Some faith leaders push back against Saskatoon’s proposed conversion therapy bylaw

SASKATOON —
Four pastors and faith leader Wilna Van Beek from God Gazers ministry met with Saskatoon’s mayor Charlie Clark to express their concerns with the wording in the draft conversion therapy bylaw on Feb. 18.

Wilna van Beek says her ministry provides a safe, non-judgemental place for people to talk about sexual orientation and gender identity however the bylaw puts her and others at risk of a fine if they listen or talk to people who identify as LQBTQ.

“I care about every LGBTQ member who right now needs help on their journey as they want to talk about this. I am for them. But this ban and Bill C-6 are going to prevent help to those people,” said van Beek. 

She says the bylaw is too broad and should be narrowed down to ban coercive and abusive practices and it discriminates against discussions including religious beliefs.

“Because the wording is not specific it is brushing everything else with the same brush.”

The Justice Centre for Constitutional Freedom has been following various bylaws as they’ve been passed in cities such as Vancouver and Calgary. Staff lawyer, Marty Moore fears Saskatoon’s bylaw could prevent people who identify as non-heterosexual from accessing counselling. 
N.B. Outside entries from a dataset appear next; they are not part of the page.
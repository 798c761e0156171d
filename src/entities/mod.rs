pub mod user_settings;

pub mod prelude {
    pub use super::user_settings::Entity as UserSettings;
}
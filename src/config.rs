use anyhow::{Context, Result};
use serde::Deserialize;
use std::path::{Path, PathBuf};
use tracing::info;

#[derive(Debug, Clone, Default, Deserialize)]
#[serde(default)]
pub struct Config {
    pub general: GeneralConfig,

    pub server: ServerConfig,

    pub mail: MailConfig,

    pub features: FeatureConfig,

    pub security: SecurityConfig,
}

#[derive(Debug, Clone, Deserialize)]
#[serde(default)]
pub struct GeneralConfig {
    pub database_path: String,

    pub log_level: String,
}

impl Default for GeneralConfig {
    fn default() -> Self {
        Self {
            database_path: "sqlite:accountd.db".to_string(),
            log_level: "info".to_string(),
        }
    }
}

#[derive(Debug, Clone, Deserialize)]
#[serde(default)]
pub struct ServerConfig {
    pub host: String,

    pub port: u16,

    pub cors_allowed_origins: Vec<String>,
}

impl Default for ServerConfig {
    fn default() -> Self {
        Self {
            host: "0.0.0.0".to_string(),
            port: 8181,
            cors_allowed_origins: vec!["*".to_string()],
        }
    }
}

/// SMTP relay settings for transactional mail.
///
/// The notifier is constructed from this value explicitly rather than reading
/// ambient process state, so tests can swap in a recording implementation.
#[derive(Debug, Clone, Deserialize)]
#[serde(default)]
pub struct MailConfig {
    /// Master switch for outbound mail (welcome emails in particular).
    pub enabled: bool,

    pub smtp_host: String,

    pub smtp_port: u16,

    pub smtp_login: String,

    pub smtp_password: String,

    pub sender_email: String,

    /// Public base URL embedded in recovery/confirmation links.
    pub site_url: String,

    /// Relay connect/send timeout. Relay unavailability is a loggable
    /// failure, never a crash.
    pub timeout_seconds: u64,
}

impl Default for MailConfig {
    fn default() -> Self {
        Self {
            enabled: false,
            smtp_host: String::new(),
            smtp_port: 465,
            smtp_login: String::new(),
            smtp_password: String::new(),
            sender_email: "noreply@example.com".to_string(),
            site_url: "http://localhost:8181".to_string(),
            timeout_seconds: 10,
        }
    }
}

#[derive(Debug, Clone, Deserialize)]
#[serde(default)]
pub struct FeatureConfig {
    pub enable_account_deletion: bool,

    pub enable_account_export: bool,
}

impl Default for FeatureConfig {
    fn default() -> Self {
        Self {
            enable_account_deletion: true,
            enable_account_export: true,
        }
    }
}

#[derive(Debug, Clone, Deserialize)]
#[serde(default)]
pub struct SecurityConfig {
    /// Argon2 memory cost in KiB.
    pub argon2_memory_cost_kib: u32,

    /// Argon2 time cost (iterations).
    pub argon2_time_cost: u32,

    pub argon2_parallelism: u32,
}

impl Default for SecurityConfig {
    fn default() -> Self {
        Self {
            argon2_memory_cost_kib: 8192,
            argon2_time_cost: 3,
            argon2_parallelism: 1,
        }
    }
}

impl Config {
    pub fn load() -> Result<Self> {
        let paths = Self::config_paths();

        for path in &paths {
            if path.exists() {
                info!("Loading config from: {}", path.display());
                return Self::load_from_path(path);
            }
        }

        info!("No config file found, using defaults");
        Ok(Self::default())
    }

    pub fn load_from_path(path: &Path) -> Result<Self> {
        let content = std::fs::read_to_string(path)
            .with_context(|| format!("Failed to read config file: {}", path.display()))?;

        let config: Self = toml::from_str(&content)
            .with_context(|| format!("Failed to parse config file: {}", path.display()))?;

        Ok(config)
    }

    fn config_paths() -> Vec<PathBuf> {
        let mut paths = vec![PathBuf::from("config.toml")];

        if let Some(config_dir) = dirs::config_dir() {
            paths.push(config_dir.join("accountd").join("config.toml"));
        }

        if let Some(home) = dirs::home_dir() {
            paths.push(home.join(".accountd").join("config.toml"));
        }

        paths
    }

    pub fn validate(&self) -> Result<()> {
        if self.server.port == 0 {
            anyhow::bail!("Server port cannot be 0");
        }

        if self.mail.enabled && self.mail.site_url.is_empty() {
            anyhow::bail!("Mail site_url cannot be empty when mail is enabled");
        }

        Ok(())
    }
}
use axum::{
    Json,
    extract::{Path, State},
};
use std::sync::Arc;

use super::{ApiError, ApiResponse, AppState, ProfileDto, ProfilePictureDto};

/// GET /profile/{username}
/// Publicly viewable profile data.
pub async fn get_profile(
    State(state): State<Arc<AppState>>,
    Path(username): Path<String>,
) -> Result<Json<ApiResponse<ProfileDto>>, ApiError> {
    let settings = state
        .store()
        .get_by_username(&username)
        .await?
        .ok_or_else(|| ApiError::user_not_found(&username))?;

    Ok(Json(ApiResponse::success(ProfileDto {
        username,
        user_bio: settings.user_bio,
        subject_interests: settings.subject_interests,
        profile_picture_data_url: settings.profile_picture_data_url,
        name: settings.name,
        surname: settings.surname,
    })))
}

/// GET /profile/{username}/picture
/// Profile picture data URI for any user, or none if not uploaded.
pub async fn get_profile_picture_by_username(
    State(state): State<Arc<AppState>>,
    Path(username): Path<String>,
) -> Result<Json<ApiResponse<ProfilePictureDto>>, ApiError> {
    let settings = state
        .store()
        .get_by_username(&username)
        .await?
        .ok_or_else(|| ApiError::user_not_found(&username))?;

    Ok(Json(ApiResponse::success(ProfilePictureDto {
        profile_picture_data_url: settings.profile_picture_data_url,
    })))
}
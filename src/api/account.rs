//! Account deletion and data export, both behind feature flags.

use axum::{
    Extension, Json,
    extract::State,
    http::header,
    response::{IntoResponse, Response},
};
use base64::Engine;
use base64::engine::general_purpose::STANDARD as BASE64;
use std::io::{Cursor, Write};
use std::sync::Arc;
use zip::write::SimpleFileOptions;

use super::auth::AuthedUser;
use super::{ApiError, ApiResponse, AppState, DeleteAccountResponse};
use crate::constants::takeout;
use crate::services::TakeoutData;

/// DELETE /account
/// Schedules irreversible deletion through the wipeout workflow.
pub async fn delete_account(
    State(state): State<Arc<AppState>>,
    Extension(user): Extension<AuthedUser>,
) -> Result<Json<ApiResponse<DeleteAccountResponse>>, ApiError> {
    if !state.config().read().await.features.enable_account_deletion {
        return Err(ApiError::page_not_found());
    }

    state.wipeout().schedule_deletion(&user.user_id).await?;

    Ok(Json(ApiResponse::success(DeleteAccountResponse {
        success: true,
    })))
}

/// GET /account/export
/// Streams back the caller's takeout bundle as a single zip archive. The
/// archive is assembled fully in memory before the response is written.
pub async fn export_account(
    State(state): State<Arc<AppState>>,
    Extension(user): Extension<AuthedUser>,
) -> Result<Response, ApiError> {
    if !state.config().read().await.features.enable_account_export {
        return Err(ApiError::page_not_found());
    }

    let takeout_data = state.takeout().export(&user.user_id).await?;
    let archive = build_archive(&takeout_data)
        .map_err(|e| ApiError::internal(format!("Failed to build export archive: {e}")))?;

    let headers = [
        (header::CONTENT_TYPE, "application/zip".to_string()),
        (
            header::CONTENT_DISPOSITION,
            format!("attachment; filename=\"{}\"", takeout::ARCHIVE_FILE_NAME),
        ),
    ];

    Ok((headers, archive).into_response())
}

/// One JSON entry plus one `images/` entry per decoded image.
fn build_archive(takeout_data: &TakeoutData) -> anyhow::Result<Vec<u8>> {
    let mut cursor = Cursor::new(Vec::new());
    let options =
        SimpleFileOptions::default().compression_method(zip::CompressionMethod::Deflated);

    let mut writer = zip::ZipWriter::new(&mut cursor);

    writer.start_file(takeout::DATA_FILE_NAME, options)?;
    writer.write_all(serde_json::to_string(&takeout_data.user_data)?.as_bytes())?;

    for image in &takeout_data.user_images {
        let decoded = decode_data_uri(&image.b64_image_data)?;
        writer.start_file(
            format!("{}{}", takeout::IMAGES_PREFIX, image.image_export_path),
            options,
        )?;
        writer.write_all(&decoded)?;
    }

    writer.finish()?;

    Ok(cursor.into_inner())
}

/// Strips the `data:<mime>;base64,` header and decodes the payload.
fn decode_data_uri(data_uri: &str) -> anyhow::Result<Vec<u8>> {
    let payload = data_uri.split_once(',').map_or(data_uri, |(_, rest)| rest);
    BASE64
        .decode(payload)
        .map_err(|e| anyhow::anyhow!("Invalid base64 image payload: {e}"))
}
//! Caller identity resolution.
//!
//! Access-control policy runs upstream of this service; the trusted proxy in
//! front of it injects the authenticated caller's id as a request header.
//! This middleware resolves that header and implicitly creates the
//! pre-registration user-settings row on a user's first authenticated visit.

use axum::{
    extract::{Request, State},
    http::HeaderMap,
    middleware::Next,
    response::Response,
};
use std::sync::Arc;

use super::{ApiError, AppState};

/// Header carrying the authenticated caller id, set by the upstream
/// access-control layer.
pub const USER_ID_HEADER: &str = "X-User-Id";

/// Identity of the authenticated caller, available to protected handlers via
/// request extensions.
#[derive(Debug, Clone)]
pub struct AuthedUser {
    pub user_id: String,
}

pub async fn identity_middleware(
    State(state): State<Arc<AppState>>,
    headers: HeaderMap,
    mut request: Request,
    next: Next,
) -> Result<Response, ApiError> {
    let user_id = headers
        .get(USER_ID_HEADER)
        .and_then(|v| v.to_str().ok())
        .map(str::trim)
        .filter(|v| !v.is_empty());

    let Some(user_id) = user_id else {
        return Err(ApiError::Unauthorized(format!(
            "Missing or empty {USER_ID_HEADER} header"
        )));
    };

    // First authenticated visit creates the pre-registration row.
    state.store().ensure_exists(user_id).await?;

    tracing::Span::current().record("user_id", user_id);
    request.extensions_mut().insert(AuthedUser {
        user_id: user_id.to_string(),
    });

    Ok(next.run(request).await)
}
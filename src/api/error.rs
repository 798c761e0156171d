use axum::{
    Json,
    http::StatusCode,
    response::{IntoResponse, Response},
};
use std::fmt;

use super::ApiResponse;

#[derive(Debug)]
pub enum ApiError {
    NotFound(String),

    DatabaseError(String),

    ValidationError(String),

    /// Recovery/confirmation token is absent, already consumed, or was
    /// overwritten by a newer one.
    InvalidToken,

    InternalError(String),

    Unauthorized(String),
}

impl fmt::Display for ApiError {
    fn fmt(&self, f: &mut fmt::Formatter<'_>) -> fmt::Result {
        match self {
            ApiError::NotFound(msg) => write!(f, "Not found: {}", msg),
            ApiError::DatabaseError(msg) => write!(f, "Database error: {}", msg),
            ApiError::ValidationError(msg) => write!(f, "Validation error: {}", msg),
            ApiError::InvalidToken => write!(f, "Invalid token"),
            ApiError::InternalError(msg) => write!(f, "Internal error: {}", msg),
            ApiError::Unauthorized(msg) => write!(f, "Unauthorized: {}", msg),
        }
    }
}

impl std::error::Error for ApiError {}

impl IntoResponse for ApiError {
    fn into_response(self) -> Response {
        let (status, error_message) = match &self {
            ApiError::NotFound(msg) => (StatusCode::NOT_FOUND, msg.clone()),
            ApiError::DatabaseError(msg) => {
                tracing::error!("Database error: {}", msg);
                (
                    StatusCode::INTERNAL_SERVER_ERROR,
                    "A database error occurred".to_string(),
                )
            }
            ApiError::ValidationError(msg) => (StatusCode::BAD_REQUEST, msg.clone()),
            ApiError::InvalidToken => (
                StatusCode::BAD_REQUEST,
                "Invalid or expired token".to_string(),
            ),
            ApiError::InternalError(msg) => {
                tracing::error!("Internal error: {}", msg);
                (
                    StatusCode::INTERNAL_SERVER_ERROR,
                    "An internal error occurred".to_string(),
                )
            }
            ApiError::Unauthorized(msg) => (StatusCode::UNAUTHORIZED, msg.clone()),
        };

        let body = ApiResponse::<()>::error(error_message);
        (status, Json(body)).into_response()
    }
}

impl From<anyhow::Error> for ApiError {
    fn from(err: anyhow::Error) -> Self {
        ApiError::DatabaseError(err.to_string())
    }
}

impl From<crate::services::TakeoutError> for ApiError {
    fn from(err: crate::services::TakeoutError) -> Self {
        match err {
            crate::services::TakeoutError::UserNotFound => {
                ApiError::NotFound("User not found".to_string())
            }
            crate::services::TakeoutError::Database(msg) => ApiError::DatabaseError(msg),
        }
    }
}

impl From<crate::services::WipeoutError> for ApiError {
    fn from(err: crate::services::WipeoutError) -> Self {
        match err {
            crate::services::WipeoutError::UserNotFound => {
                ApiError::NotFound("User not found".to_string())
            }
            crate::services::WipeoutError::Database(msg) => ApiError::DatabaseError(msg),
        }
    }
}

impl ApiError {
    pub fn user_not_found(username: &str) -> Self {
        ApiError::NotFound(format!("User '{}' not found", username))
    }

    pub fn validation(msg: impl Into<String>) -> Self {
        ApiError::ValidationError(msg.into())
    }

    pub fn internal(msg: impl Into<String>) -> Self {
        ApiError::InternalError(msg.into())
    }

    pub fn page_not_found() -> Self {
        ApiError::NotFound("Page not found".to_string())
    }
}
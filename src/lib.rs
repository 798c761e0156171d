pub mod api;
pub mod config;
pub mod constants;
pub mod db;
pub mod entities;
pub mod services;
pub mod state;

use anyhow::Context;
use tracing::info;
use tracing_subscriber::EnvFilter;

pub use config::Config;

pub async fn run() -> anyhow::Result<()> {
    let config = Config::load()?;
    config.validate()?;

    use tracing_subscriber::{layer::SubscriberExt, util::SubscriberInitExt};

    let env_filter = EnvFilter::try_from_default_env()
        .unwrap_or_else(|_| EnvFilter::new(&config.general.log_level));

    tracing_subscriber::registry()
        .with(env_filter)
        .with(tracing_subscriber::fmt::layer())
        .init();

    let bind_addr = format!("{}:{}", config.server.host, config.server.port);

    let state = api::create_app_state_from_config(config).await?;
    let app = api::router(state).await;

    let listener = tokio::net::TcpListener::bind(&bind_addr)
        .await
        .with_context(|| format!("Failed to bind {bind_addr}"))?;

    info!("Listening on {bind_addr}");

    axum::serve(listener, app)
        .with_graceful_shutdown(shutdown_signal())
        .await
        .context("Server error")?;

    Ok(())
}

async fn shutdown_signal() {
    if let Err(e) = tokio::signal::ctrl_c().await {
        tracing::error!("Failed to listen for shutdown signal: {e}");
    }
    info!("Shutdown signal received");
}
“If you have a same-sex attraction or a sexual orientation you would be limited to receiving the counselling that a non-heterosexual person would be permitted to receiving and that’s a concern from a constitutional perspective where the government is required to enact laws equally,” said Moore

The director of OUT Saskatoon, Jack Saddleback, said the bylaw will help protect people in the LGBTQ community and that he believes ethical counselling will not be affected by passing the bylaw.

“Many spaces in our province here still utilize and have a very subversive way of putting themselves out there as conversion therapy spaces,” said Saddleback.

“And by no means are we saying that celibacy conversations can’t happen but these celibacy conversations shouldn’t be put on a person based on their sexual orientation or their gender identity,” said Saddleback.

The City of Saskatoon’s conversion therapy bylaw will ban communication for the purpose of changing a person’s sexual orientation, gender identity or gender expression or for the purpose of repressing or reducing non-heterosexual attraction or sexual behaviour.

The bylaw would block the offering or provision of counselling or behaviour-changing techniques and any other purported treatment, service practice or the offering or sale of any goods.

Some faith leaders worry the bylaw’s restriction on offering goods could mean books such as the Bible are not to be distributed to people in relation to the topic of sexual orientation or identity. 

A letter signed by seven pastors representing about 6,000 people was delivered to Clark.

The letter says although houses of worship are not businesses, this bylaw would allow the city to regulate their materials about sexuality as if they are a business and conversations with those under 18 about sexuality could be curtailed by the city regulation.

If passed, the proposed bylaw could lead to fines for private individuals of $10,000 and corporations could pay $25,000 if they are found practising conversion therapy.

City Council is expected discuss the proposed bylaw Tuesday afternoon.